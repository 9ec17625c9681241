//! Human-readable error descriptions and structured JSON error formatting.

/// Map an eyre::Report to a human-readable explanation with likely causes and fix hints.
pub fn humanize(err: &eyre::Report) -> String {
    use pmon_core::error::{BuildError, ClockSyncError, MonitorError};

    // Typed matches first
    if let Some(be) = err.downcast_ref::<BuildError>() {
        return match be {
            BuildError::InvalidConfig(msg) => format!(
                "What happened: Invalid configuration ({msg}).\nLikely causes: Out-of-range [cadence] values in the TOML.\nHow to fix: Edit the config file, then rerun."
            ),
            other => format!(
                "What happened: The monitor could not be assembled ({other}).\nLikely causes: A backend failed to initialize or was not wired into the builder.\nHow to fix: Re-run with --log-level=debug and check backend setup."
            ),
        };
    }

    if let Some(me) = err.downcast_ref::<MonitorError>() {
        return match me {
            MonitorError::ClockSync(cs) => {
                let cause = match cs {
                    ClockSyncError::Transport(_) | ClockSyncError::Status(_) => {
                        "time service unreachable or failing"
                    }
                    ClockSyncError::InvalidResponse(_) | ClockSyncError::InvalidTime(_) => {
                        "time service sent an unexpected body"
                    }
                    ClockSyncError::Rtc(_) => "the real-time clock rejected the write",
                };
                format!(
                    "What happened: Clock sync failed ({cs}).\nLikely causes: {cause}.\nHow to fix: Check endpoints.time_url and network access, then restart the monitor."
                )
            }
            MonitorError::RetriesExhausted { stage, attempts } => format!(
                "What happened: {stage} failed {attempts} times in a row.\nLikely causes: PMSA003I not wired, wrong I2C bus/address, or no power.\nHow to fix: Verify [sensor] i2c_bus and i2c_address and the sensor wiring."
            ),
            other => format!(
                "What happened: {other}.\nLikely causes: See logs.\nHow to fix: Re-run with --log-level=debug or set RUST_LOG for more detail."
            ),
        };
    }

    // String-based heuristics for errors coming from init or config
    let msg = err.to_string();
    let lower = msg.to_ascii_lowercase();

    if lower.contains("read config") {
        return format!(
            "What happened: The config file could not be read.\nLikely causes: Wrong --config path or missing permissions.\nHow to fix: Pass --config <FILE> pointing at a readable TOML. Original: {msg}"
        );
    }

    if lower.contains("parse config") {
        return format!(
            "What happened: The config file is not valid TOML for this monitor.\nLikely causes: Typo, wrong value type, or a stray section.\nHow to fix: Compare with etc/pmon.toml. Original: {msg}"
        );
    }

    if lower.contains("must be") || lower.contains("unreasonably large") {
        return format!(
            "What happened: Configuration is invalid or incomplete ({msg}).\nLikely causes: Missing device id, Wi-Fi SSID or endpoint URLs.\nHow to fix: Edit the TOML config or set the matching environment variable and try again."
        );
    }

    // Generic fallback
    let mut cause = String::new();
    if let Some(src) = err.source() {
        cause = format!(" Cause: {src}");
    }
    format!(
        "Something went wrong.{cause}\nHow to fix: Re-run with --log-level=debug for details. Original: {msg}"
    )
}

/// Short stable name for the error kind, used in JSON output.
pub fn reason_name(err: &eyre::Report) -> &'static str {
    use pmon_core::error::{BuildError, MonitorError};
    if let Some(me) = err.downcast_ref::<MonitorError>() {
        return match me {
            MonitorError::ClockSync(_) => "ClockSync",
            MonitorError::RetriesExhausted { .. } => "RetriesExhausted",
            MonitorError::SensorUnavailable(_) => "SensorUnavailable",
            MonitorError::SensorRead(_) => "SensorRead",
            MonitorError::State(_) => "State",
        };
    }
    if err.downcast_ref::<BuildError>().is_some() {
        return "Build";
    }
    "Error"
}

/// Map typed monitor errors to stable exit codes; everything else returns 1.
pub fn exit_code_for_error(err: &eyre::Report) -> i32 {
    use pmon_core::error::MonitorError;
    match err.downcast_ref::<MonitorError>() {
        Some(MonitorError::ClockSync(_)) => 3,
        Some(MonitorError::RetriesExhausted { .. }) => 4,
        Some(_) => 5,
        None => 1,
    }
}

/// Structured JSON for errors when --json is enabled.
pub fn format_error_json(err: &eyre::Report) -> String {
    use pmon_core::error::MonitorError;
    use serde_json::json;

    let reason = reason_name(err);
    let message = humanize(err);
    let obj = match err.downcast_ref::<MonitorError>() {
        Some(MonitorError::ClockSync(cs)) => {
            json!({ "reason": reason, "details": { "cause": cs.to_string() }, "message": message })
        }
        Some(MonitorError::RetriesExhausted { stage, attempts }) => json!({
            "reason": reason,
            "details": { "stage": stage.label(), "attempts": attempts },
            "message": message,
        }),
        _ => json!({ "reason": reason, "message": message }),
    };
    obj.to_string()
}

· · · · ·

__HOW TO COMPLETE THIS TASK__: Having read the records above, reproduce each one exactly.

__COMPLETED EXERCISE__:
repository 9ec17625c9681241
//! Human-readable error descriptions and structured JSON error formatting.

/// Map an eyre::Report to a human-readable explanation with likely causes and fix hints.
pub fn humanize(err: &eyre::Report) -> String {
    use pmon_core::error::{BuildError, ClockSyncError, MonitorError};

    // Typed matches first
    if let Some(be) = err.downcast_ref::<BuildError>() {
        return match be {
            BuildError::InvalidConfig(msg) => format!(
                "What happened: Invalid configuration ({msg}).\nLikely causes: Out-of-range [cadence] values in the TOML.\nHow to fix: Edit the config file, then rerun."
            ),
            other => format!(
                "What happened: The monitor could not be assembled ({other}).\nLikely causes: A backend failed to initialize or was not wired into the builder.\nHow to fix: Re-run with --log-level=debug and check backend setup."
            ),
        };
    }

    if let Some(me) = err.downcast_ref::<MonitorError>() {
        return match me {
            MonitorError::ClockSync(cs) => {
                let cause = match cs {
                    ClockSyncError::Transport(_) | ClockSyncError::Status(_) => {
                        "time service unreachable or failing"
                    }
                    ClockSyncError::InvalidResponse(_) | ClockSyncError::InvalidTime(_) => {
                        "time service sent an unexpected body"
                    }
                    ClockSyncError::Rtc(_) => "the real-time clock rejected the write",
                };
                format!(
                    "What happened: Clock sync failed ({cs}).\nLikely causes: {cause}.\nHow to fix: Check endpoints.time_url and network access, then restart the monitor."
                )
            }
            MonitorError::RetriesExhausted { stage, attempts } => format!(
                "What happened: {stage} failed {attempts} times in a row.\nLikely causes: PMSA003I not wired, wrong I2C bus/address, or no power.\nHow to fix: Verify [sensor] i2c_bus and i2c_address and the sensor wiring."
            ),
            other => format!(
                "What happened: {other}.\nLikely causes: See logs.\nHow to fix: Re-run with --log-level=debug or set RUST_LOG for more detail."
            ),
        };
    }

    // String-based heuristics for errors coming from init or config
    let msg = err.to_string();
    let lower = msg.to_ascii_lowercase();

    if lower.contains("read config") {
        return format!(
            "What happened: The config file could not be read.\nLikely causes: Wrong --config path or missing permissions.\nHow to fix: Pass --config <FILE> pointing at a readable TOML. Original: {msg}"
        );
    }

    if lower.contains("parse config") {
        return format!(
            "What happened: The config file is not valid TOML for this monitor.\nLikely causes: Typo, wrong value type, or a stray section.\nHow to fix: Compare with etc/pmon.toml. Original: {msg}"
        );
    }

    if lower.contains("must be") || lower.contains("unreasonably large") {
        return format!(
            "What happened: Configuration is invalid or incomplete ({msg}).\nLikely causes: Missing device id, Wi-Fi SSID or endpoint URLs.\nHow to fix: Edit the TOML config or set the matching environment variable and try again."
        );
    }

    // Generic fallback
    let mut cause = String::new();
    if let Some(src) = err.source() {
        cause = format!(" Cause: {src}");
    }
    format!(
        "Something went wrong.{cause}\nHow to fix: Re-run with --log-level=debug for details. Original: {msg}"
    )
}

/// Short stable name for the error kind, used in JSON output.
pub fn reason_name(err: &eyre::Report) -> &'static str {
    use pmon_core::error::{BuildError, MonitorError};
    if let Some(me) = err.downcast_ref::<MonitorError>() {
        return match me {
            MonitorError::ClockSync(_) => "ClockSync",
            MonitorError::RetriesExhausted { .. } => "RetriesExhausted",
            MonitorError::SensorUnavailable(_) => "SensorUnavailable",
            MonitorError::SensorRead(_) => "SensorRead",
            MonitorError::State(_) => "State",
        };
    }
    if err.downcast_ref::<BuildError>().is_some() {
        return "Build";
    }
    "Error"
}

/// Map typed monitor errors to stable exit codes; everything else returns 1.
pub fn exit_code_for_error(err: &eyre::Report) -> i32 {
    use pmon_core::error::MonitorError;
    match err.downcast_ref::<MonitorError>() {
        Some(MonitorError::ClockSync(_)) => 3,
        Some(MonitorError::RetriesExhausted { .. }) => 4,
        Some(_) => 5,
        None => 1,
    }
}

/// Structured JSON for errors when --json is enabled.
pub fn format_error_json(err: &eyre::Report) -> String {
    use pmon_core::error::MonitorError;
    use serde_json::json;

    let reason = reason_name(err);
    let message = humanize(err);
    let obj = match err.downcast_ref::<MonitorError>() {
        Some(MonitorError::ClockSync(cs)) => {
            json!({ "reason": reason, "details": { "cause": cs.to_string() }, "message": message })
        }
        Some(MonitorError::RetriesExhausted { stage, attempts }) => json!({
            "reason": reason,
            "details": { "stage": stage.label(), "attempts": attempts },
            "message": message,
        }),
        _ => json!({ "reason": reason, "message": message }),
    };
    obj.to_string()
}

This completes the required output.